Virtualization and Containers¶
A hypervisor is an Operating System designed to primarily do one thing, run virtualisation workloads. That means virtual machines for the most part, though LXC and other containerisation methods are possible too with some hypervisors.
Virtual machines let you carve up one system into many smaller ones. Containers divide a single VM into small, isolated pieces. The primary difference between a VM and a container is that they consume kernels differently. The kernel is the magic that translates software calls into commands hardware can understand.
When we refer to "Linux", we are technically referring to the Linux kernel.
A "distribution" is the Linux kernel paired with the required packages to make a system boot, connect to the network, display video and so on.
Each new VM needs it's own, isolated kernel. Containers on the other hand, share one kernel. This means containers use the resources of a system much more efficiently. So surely, VMs are dead then?
Do I need a hypervisor?¶
It really depends on how you want to use this system. If you're just looking to store some files and run a few containers then a hypervisor might be a layer of added complexity that you just don't need.
Couple that with the fact that the Linux kernel ships with a hypervisor built-in called KVM and you might have all the virtualisation you need already running bare metal. Bare metal meaning you install the OS directly onto the system.
However if you are looking to use this system as more of a homelab then running PMS as a VM on top of a hypervisor might make more sense. Let's say you are running Proxmox right now, a fully open-source Hypervisor, but for some reason work asks you to learn VMware you can migrate VMs from one platform to the other quite easily.
We've just established portability as a key benefit of running on a hypervisor but what about flexibility? Have you ever been in a situation where you're trying to diagnose why a system won't boot remotely? Unless you have IPMI accessing the console of your system remotely can be really tough.
It's worth mentioning at this point that there are projects like PiKVM looking to change this. If running as a VM, console based triage is as simple as opening up another tab in your browser as shown below.
Continuing on the flexibility track for a moment we must also consider that not every application or service you might want to experiment with on your LAN is well suited to a container on your primary file serving VM. For example, something like Adguard Home or Home Assistant that needs access to common ports or specific hardware. It's much easier to test out Pihole and Adguard home side by side when you can spin up a couple of VMs in a few clicks.

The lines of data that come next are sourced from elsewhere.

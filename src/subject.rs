//! @ai:module:intent Identity of the two compared subjects
//! @ai:module:layer domain
//! @ai:module:public_api Subject, SubjectPair, Side
//! @ai:module:stateless true

use serde::{Deserialize, Serialize};

/// @ai:intent One benchmarked system under test
#[derive(Debug, Clone, PartialEq, Eq, Serialize, Deserialize)]
pub struct Subject {
    /// Value of the record's subject field that selects this subject
    pub id: String,
    /// Short name used as winner label and column header
    pub label: String,
    /// Long name used in chart legends and the summary block
    pub legend: String,
}

impl Subject {
    /// @ai:intent Create a subject whose id, label and legend are identical
    /// @ai:effects pure
    pub fn new(name: impl Into<String>) -> Self {
        let name = name.into();
        Self {
            id: name.clone(),
            label: name.clone(),
            legend: name,
        }
    }
}

/// @ai:intent Which of the two subjects a value belongs to
#[derive(Debug, Clone, Copy, PartialEq, Eq, Serialize, Deserialize)]
#[serde(rename_all = "lowercase")]
pub enum Side {
    A,
    B,
}

/// @ai:intent The ordered pair of subjects; A is the baseline for percent differences
#[derive(Debug, Clone, PartialEq, Eq, Serialize, Deserialize)]
pub struct SubjectPair {
    pub a: Subject,
    pub b: Subject,
}

impl SubjectPair {
    /// @ai:intent Build a pair from two subjects
    /// @ai:effects pure
    pub fn new(a: Subject, b: Subject) -> Self {
        Self { a, b }
    }

    /// @ai:intent Get the subject on the given side
    /// @ai:effects pure
    pub fn get(&self, side: Side) -> &Subject {
        match side {
            Side::A => &self.a,
            Side::B => &self.b,
        }
    }

    /// @ai:intent Get the winner label for the given side
    /// @ai:effects pure
    pub fn label(&self, side: Side) -> &str {
        &self.get(side).label
    }
}

impl Default for SubjectPair {
    fn default() -> Self {
        Self {
            a: Subject {
                id: "P2pComm".to_string(),
                label: "p2p-comm".to_string(),
                legend: "p2p-comm (libp2p)".to_string(),
            },
            b: Subject {
                id: "MtlsComm".to_string(),
                label: "mtls-comm".to_string(),
                legend: "mtls-comm (pure mTLS)".to_string(),
            },
        }
    }
}

#[cfg(test)]
mod tests {
    use super::*;

    #[test]
    fn test_label_by_side() {
        let pair = SubjectPair::default();
        assert_eq!(pair.label(Side::A), "p2p-comm");
        assert_eq!(pair.label(Side::B), "mtls-comm");
    }

    #[test]
    fn test_new_subject_uses_one_name() {
        let subject = Subject::new("A");
        assert_eq!(subject.id, "A");
        assert_eq!(subject.label, "A");
        assert_eq!(subject.legend, "A");
    }
}
//! @ai:module:intent Text report with a per-category comparison table and overall summary
//! @ai:module:layer infrastructure
//! @ai:module:public_api TableReporter
//! @ai:module:stateless true

use crate::metrics::{Comparison, ComparisonReport, MetricCategory};
use crate::subject::Side;

const WIDTH: usize = 100;

/// @ai:intent Renders the console comparison report
pub struct TableReporter;

impl TableReporter {
    /// @ai:intent Create a new table reporter
    /// @ai:effects pure
    pub fn new() -> Self {
        Self
    }

    /// @ai:intent Format the signed difference with a direction marker
    /// @ai:effects pure
    fn format_difference(value: f64) -> String {
        let marker = if value > 0.0 { '↑' } else { '↓' };
        format!("{}{:>9.1}%", marker, value.abs())
    }

    /// @ai:intent Format one comparison row
    /// @ai:effects pure
    fn format_row(comp: &Comparison) -> String {
        let mark = if comp.winning_side == Side::B {
            "✓"
        } else {
            ""
        };

        format!(
            "{:<35} | {:>15.2} | {:>15.2} | {} | {:<20} {}\n",
            comp.metric,
            comp.value_a,
            comp.value_b,
            Self::format_difference(comp.percent_difference),
            comp.winner,
            mark
        )
    }

    /// @ai:intent Render the grouped comparison table
    /// @ai:effects pure
    pub fn render_table(&self, report: &ComparisonReport) -> String {
        let rule = "=".repeat(WIDTH);
        let mut output = String::new();

        output.push_str(&format!("\n{}\n", rule));
        output.push_str("COMPREHENSIVE BENCHMARK COMPARISON\n");
        output.push_str(&format!("{}\n\n", rule));
        output.push_str(&format!(
            "{:<35} | {:>15} | {:>15} | {:>10} | {:<20}\n",
            "Metric", report.subjects.a.label, report.subjects.b.label, "Diff %", "Winner"
        ));
        output.push_str(&format!("{}\n", "-".repeat(WIDTH)));

        for category in MetricCategory::ALL {
            output.push_str(&format!("\n{}\n", category.as_str().to_uppercase()));
            output.push_str(&format!("{}\n", "-".repeat(WIDTH)));

            for comp in report.in_category(category) {
                output.push_str(&Self::format_row(comp));
            }
        }

        output.push_str(&format!("\n{}\n", rule));
        output
    }

    /// @ai:intent Render the overall winner block
    /// @ai:effects pure
    pub fn render_summary(&self, report: &ComparisonReport) -> String {
        let rule = "=".repeat(WIDTH);
        let verdict = &report.verdict;
        let mut output = String::new();

        output.push_str(&format!("\n{}\n", rule));
        output.push_str("OVERALL WINNER\n");
        output.push_str(&format!("{}\n\n", rule));
        output.push_str(&format!(
            "{:<25} {:>3} points ({:.1}%)\n",
            format!("{}:", report.subjects.a.legend),
            verdict.score_a,
            verdict.percentage_a
        ));
        output.push_str(&format!(
            "{:<25} {:>3} points ({:.1}%)\n",
            format!("{}:", report.subjects.b.legend),
            verdict.score_b,
            verdict.percentage_b
        ));

        if !verdict.by_category.is_empty() {
            output.push('\n');
            for cat in &verdict.by_category {
                output.push_str(&format!(
                    "  {:<18} {:>3} - {:<3} {}\n",
                    cat.category.as_str(),
                    cat.score_a,
                    cat.score_b,
                    cat.winner
                ));
            }
        }

        output.push_str(&format!(
            "\nWinner: {}\n\n",
            verdict.overall_winner.to_uppercase()
        ));
        output.push_str(&format!("{}\n", rule));
        output
    }

    /// @ai:intent Render table followed by summary
    /// @ai:effects pure
    pub fn render(&self, report: &ComparisonReport) -> String {
        let mut output = self.render_table(report);
        output.push_str(&self.render_summary(report));
        output
    }
}

impl Default for TableReporter {
    fn default() -> Self {
        Self::new()
    }
}

#[cfg(test)]
mod tests {
    use super::*;
    use crate::report::test_support::sample_report;
    use pretty_assertions::assert_eq;

    #[test]
    fn test_format_difference() {
        assert_eq!(TableReporter::format_difference(25.0), "↑     25.0%");
        assert_eq!(TableReporter::format_difference(-20.0), "↓     20.0%");
        assert_eq!(TableReporter::format_difference(0.0), "↓      0.0%");
    }

    #[test]
    fn test_row_marks_subject_b_wins() {
        let report = sample_report();
        let row = TableReporter::format_row(&report.comparisons[1]);

        assert_eq!(
            row,
            format!(
                "{:<35} | {:>15} | {:>15} | ↓     20.0% | {:<20} ✓\n",
                "latency_p50", "100.00", "80.00", "B"
            )
        );
    }

    #[test]
    fn test_table_groups_by_category() {
        let output = TableReporter::new().render_table(&sample_report());

        let throughput = output.find("THROUGHPUT").unwrap();
        let latency = output.find("LATENCY").unwrap();
        let resource = output.find("RESOURCE USAGE").unwrap();
        let votes = output.find("votes_per_second").unwrap();
        let p50 = output.find("latency_p50").unwrap();

        assert!(throughput < votes && votes < latency);
        assert!(latency < p50 && p50 < resource);
        assert!(output.contains("1000.00"));
    }

    #[test]
    fn test_summary_shows_scores_and_winner() {
        let output = TableReporter::new().render_summary(&sample_report());

        assert!(output.contains("OVERALL WINNER"));
        assert!(output.contains(" 10 points (50.0%)"));
        assert!(output.contains("Winner: A"));
    }

    #[test]
    fn test_empty_report_renders_headers_only() {
        let mut report = sample_report();
        report.comparisons.clear();
        let output = TableReporter::new().render_table(&report);

        assert!(output.contains("RELIABILITY"));
        assert!(!output.contains("latency_p50"));
    }
}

Then there's snapshots and automation. By running as a VM we can take snapshots at the hypervisor level before any critical tasks like OS upgrades. Not only that, we can use a tools like Ansible or Terraform (see concepts/infrastructureascode) to completely automate everything. Or, in the case of a failed upgrade, just rollback the snapshot and it'll be like nothing ever happened.
In our opinion, running as a VM has many, many upsides with only a couple of downsides. The first is that hardware requirements are usually a lot more onerous with virtualisation, especially VMware. Second, you will need to 'use up' a little of your hardware to run the hypervisor. Usually this is a minimal overhead - with something like Proxmox a couple of GBs of RAM and a dedicated CPU core to the hypervisor will suffice. With VMware you might want to consider running vSphere which needs 4-8gb of RAM but provides the API layer that Ansible and Terraform need to their thing.
Before deciding whether to virtualise or not, take a look at what is possible using PCI passthrough. Virtualised routers, gaming rigs and much more is possible.